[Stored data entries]
──────────
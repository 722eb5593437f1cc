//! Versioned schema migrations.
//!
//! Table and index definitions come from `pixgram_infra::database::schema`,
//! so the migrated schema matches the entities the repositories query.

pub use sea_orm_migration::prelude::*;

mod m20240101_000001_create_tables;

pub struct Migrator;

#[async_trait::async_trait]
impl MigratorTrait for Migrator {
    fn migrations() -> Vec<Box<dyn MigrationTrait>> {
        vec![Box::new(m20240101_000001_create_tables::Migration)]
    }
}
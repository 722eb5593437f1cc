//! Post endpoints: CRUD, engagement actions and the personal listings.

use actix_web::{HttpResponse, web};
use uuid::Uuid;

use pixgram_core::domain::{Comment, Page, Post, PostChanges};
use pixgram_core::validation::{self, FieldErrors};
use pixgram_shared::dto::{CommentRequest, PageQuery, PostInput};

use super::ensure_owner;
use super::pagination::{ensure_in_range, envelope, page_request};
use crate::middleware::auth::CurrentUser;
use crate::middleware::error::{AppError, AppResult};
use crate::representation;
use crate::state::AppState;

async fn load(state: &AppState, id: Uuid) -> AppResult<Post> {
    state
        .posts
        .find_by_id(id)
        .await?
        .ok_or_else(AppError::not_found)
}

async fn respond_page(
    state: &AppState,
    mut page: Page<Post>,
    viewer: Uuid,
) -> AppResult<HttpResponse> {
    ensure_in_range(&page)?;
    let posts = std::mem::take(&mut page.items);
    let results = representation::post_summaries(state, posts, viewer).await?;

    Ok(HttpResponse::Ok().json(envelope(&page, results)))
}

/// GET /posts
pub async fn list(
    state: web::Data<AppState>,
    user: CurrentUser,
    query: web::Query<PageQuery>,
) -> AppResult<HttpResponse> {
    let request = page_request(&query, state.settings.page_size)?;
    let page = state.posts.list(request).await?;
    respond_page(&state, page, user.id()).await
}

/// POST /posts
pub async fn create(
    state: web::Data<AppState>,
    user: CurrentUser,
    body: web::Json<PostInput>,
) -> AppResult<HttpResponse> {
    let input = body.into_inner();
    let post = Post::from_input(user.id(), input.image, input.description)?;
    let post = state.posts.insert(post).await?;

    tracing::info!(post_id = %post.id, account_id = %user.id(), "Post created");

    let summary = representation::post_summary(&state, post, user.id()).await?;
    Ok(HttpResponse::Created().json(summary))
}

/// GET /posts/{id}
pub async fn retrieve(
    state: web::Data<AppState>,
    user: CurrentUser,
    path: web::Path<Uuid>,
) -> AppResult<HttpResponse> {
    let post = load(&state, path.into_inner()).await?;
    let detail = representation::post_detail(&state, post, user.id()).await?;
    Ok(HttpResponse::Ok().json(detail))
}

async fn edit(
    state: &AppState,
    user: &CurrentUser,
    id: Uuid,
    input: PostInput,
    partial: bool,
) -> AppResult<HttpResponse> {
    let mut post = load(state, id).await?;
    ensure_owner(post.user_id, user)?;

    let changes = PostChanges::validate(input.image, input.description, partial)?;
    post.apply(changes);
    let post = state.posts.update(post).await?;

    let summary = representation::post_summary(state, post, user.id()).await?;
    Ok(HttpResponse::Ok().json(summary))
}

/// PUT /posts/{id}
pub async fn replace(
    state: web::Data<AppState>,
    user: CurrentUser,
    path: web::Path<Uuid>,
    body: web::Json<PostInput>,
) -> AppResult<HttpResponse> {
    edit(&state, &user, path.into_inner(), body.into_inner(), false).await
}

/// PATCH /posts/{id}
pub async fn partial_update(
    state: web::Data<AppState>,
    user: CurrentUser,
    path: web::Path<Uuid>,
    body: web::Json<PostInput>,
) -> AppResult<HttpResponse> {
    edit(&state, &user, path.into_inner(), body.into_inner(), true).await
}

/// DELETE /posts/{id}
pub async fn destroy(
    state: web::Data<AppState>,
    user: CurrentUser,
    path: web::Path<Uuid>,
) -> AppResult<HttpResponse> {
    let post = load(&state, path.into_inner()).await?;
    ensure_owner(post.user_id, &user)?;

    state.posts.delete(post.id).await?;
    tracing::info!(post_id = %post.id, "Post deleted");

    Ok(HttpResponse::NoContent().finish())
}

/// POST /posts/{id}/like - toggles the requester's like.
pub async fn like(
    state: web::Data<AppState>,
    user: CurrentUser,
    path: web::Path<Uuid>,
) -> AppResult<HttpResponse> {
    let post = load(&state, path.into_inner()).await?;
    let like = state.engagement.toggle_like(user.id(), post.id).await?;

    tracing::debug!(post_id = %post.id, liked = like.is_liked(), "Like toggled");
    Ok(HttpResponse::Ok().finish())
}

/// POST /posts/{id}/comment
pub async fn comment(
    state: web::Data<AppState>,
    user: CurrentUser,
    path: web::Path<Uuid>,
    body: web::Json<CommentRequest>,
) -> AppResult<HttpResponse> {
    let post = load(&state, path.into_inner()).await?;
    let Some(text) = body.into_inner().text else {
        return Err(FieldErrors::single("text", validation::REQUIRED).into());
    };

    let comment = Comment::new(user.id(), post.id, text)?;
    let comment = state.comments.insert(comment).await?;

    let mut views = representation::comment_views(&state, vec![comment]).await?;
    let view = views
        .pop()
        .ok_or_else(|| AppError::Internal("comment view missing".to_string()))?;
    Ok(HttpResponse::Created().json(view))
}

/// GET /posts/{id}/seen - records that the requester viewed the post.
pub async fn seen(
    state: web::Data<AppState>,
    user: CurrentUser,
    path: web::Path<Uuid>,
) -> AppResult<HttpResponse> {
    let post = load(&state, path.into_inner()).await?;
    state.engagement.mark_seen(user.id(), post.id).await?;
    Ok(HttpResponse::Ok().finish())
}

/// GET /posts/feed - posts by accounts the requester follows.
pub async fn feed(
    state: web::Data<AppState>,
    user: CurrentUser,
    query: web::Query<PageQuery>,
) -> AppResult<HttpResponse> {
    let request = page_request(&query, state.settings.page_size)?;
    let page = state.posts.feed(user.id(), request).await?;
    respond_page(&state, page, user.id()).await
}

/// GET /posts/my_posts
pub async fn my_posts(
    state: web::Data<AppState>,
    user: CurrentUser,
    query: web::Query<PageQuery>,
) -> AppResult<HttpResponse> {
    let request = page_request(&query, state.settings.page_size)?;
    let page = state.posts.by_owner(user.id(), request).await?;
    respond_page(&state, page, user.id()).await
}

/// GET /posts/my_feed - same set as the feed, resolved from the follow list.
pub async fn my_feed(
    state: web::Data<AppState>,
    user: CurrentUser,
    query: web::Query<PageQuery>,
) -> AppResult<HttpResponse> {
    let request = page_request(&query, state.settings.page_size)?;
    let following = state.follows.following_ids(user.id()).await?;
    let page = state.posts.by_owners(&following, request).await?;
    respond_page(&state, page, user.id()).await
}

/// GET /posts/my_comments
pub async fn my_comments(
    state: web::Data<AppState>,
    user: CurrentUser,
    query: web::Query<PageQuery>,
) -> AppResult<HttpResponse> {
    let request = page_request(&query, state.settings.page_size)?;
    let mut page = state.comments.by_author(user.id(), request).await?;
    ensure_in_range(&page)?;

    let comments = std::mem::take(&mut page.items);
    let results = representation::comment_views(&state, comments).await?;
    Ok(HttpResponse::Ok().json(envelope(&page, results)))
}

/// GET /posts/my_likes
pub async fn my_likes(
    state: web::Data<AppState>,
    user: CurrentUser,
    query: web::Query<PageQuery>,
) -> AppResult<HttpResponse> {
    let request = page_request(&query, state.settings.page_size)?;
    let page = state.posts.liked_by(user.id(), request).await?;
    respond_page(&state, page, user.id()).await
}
──────────
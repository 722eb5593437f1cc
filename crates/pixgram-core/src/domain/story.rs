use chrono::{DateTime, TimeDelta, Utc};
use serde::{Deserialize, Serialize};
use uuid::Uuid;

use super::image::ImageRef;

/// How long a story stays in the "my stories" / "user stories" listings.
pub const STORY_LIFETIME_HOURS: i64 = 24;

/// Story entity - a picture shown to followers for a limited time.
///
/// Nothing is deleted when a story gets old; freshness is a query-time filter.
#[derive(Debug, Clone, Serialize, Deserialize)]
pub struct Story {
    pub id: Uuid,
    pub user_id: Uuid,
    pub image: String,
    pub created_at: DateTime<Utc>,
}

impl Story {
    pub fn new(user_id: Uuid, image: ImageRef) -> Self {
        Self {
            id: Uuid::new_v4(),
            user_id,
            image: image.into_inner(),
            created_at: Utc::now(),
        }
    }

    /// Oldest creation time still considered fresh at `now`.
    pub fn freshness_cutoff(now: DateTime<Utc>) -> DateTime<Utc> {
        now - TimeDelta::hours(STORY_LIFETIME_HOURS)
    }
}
──────────
Work order:
Using the entries above, repeat only the lines from the one containing "use crate::middleware::auth::CurrentUser;" through the one containing "representation::post_summary(&state, post, user.id()).await?;", end lines included.

Result for this exercise:
use crate::middleware::auth::CurrentUser;
use crate::middleware::error::{AppError, AppResult};
use crate::representation;
use crate::state::AppState;

async fn load(state: &AppState, id: Uuid) -> AppResult<Post> {
    state
        .posts
        .find_by_id(id)
        .await?
        .ok_or_else(AppError::not_found)
}

async fn respond_page(
    state: &AppState,
    mut page: Page<Post>,
    viewer: Uuid,
) -> AppResult<HttpResponse> {
    ensure_in_range(&page)?;
    let posts = std::mem::take(&mut page.items);
    let results = representation::post_summaries(state, posts, viewer).await?;

    Ok(HttpResponse::Ok().json(envelope(&page, results)))
}

/// GET /posts
pub async fn list(
    state: web::Data<AppState>,
    user: CurrentUser,
    query: web::Query<PageQuery>,
) -> AppResult<HttpResponse> {
    let request = page_request(&query, state.settings.page_size)?;
    let page = state.posts.list(request).await?;
    respond_page(&state, page, user.id()).await
}

/// POST /posts
pub async fn create(
    state: web::Data<AppState>,
    user: CurrentUser,
    body: web::Json<PostInput>,
) -> AppResult<HttpResponse> {
    let input = body.into_inner();
    let post = Post::from_input(user.id(), input.image, input.description)?;
    let post = state.posts.insert(post).await?;

    tracing::info!(post_id = %post.id, account_id = %user.id(), "Post created");

    let summary = representation::post_summary(&state, post, user.id()).await?;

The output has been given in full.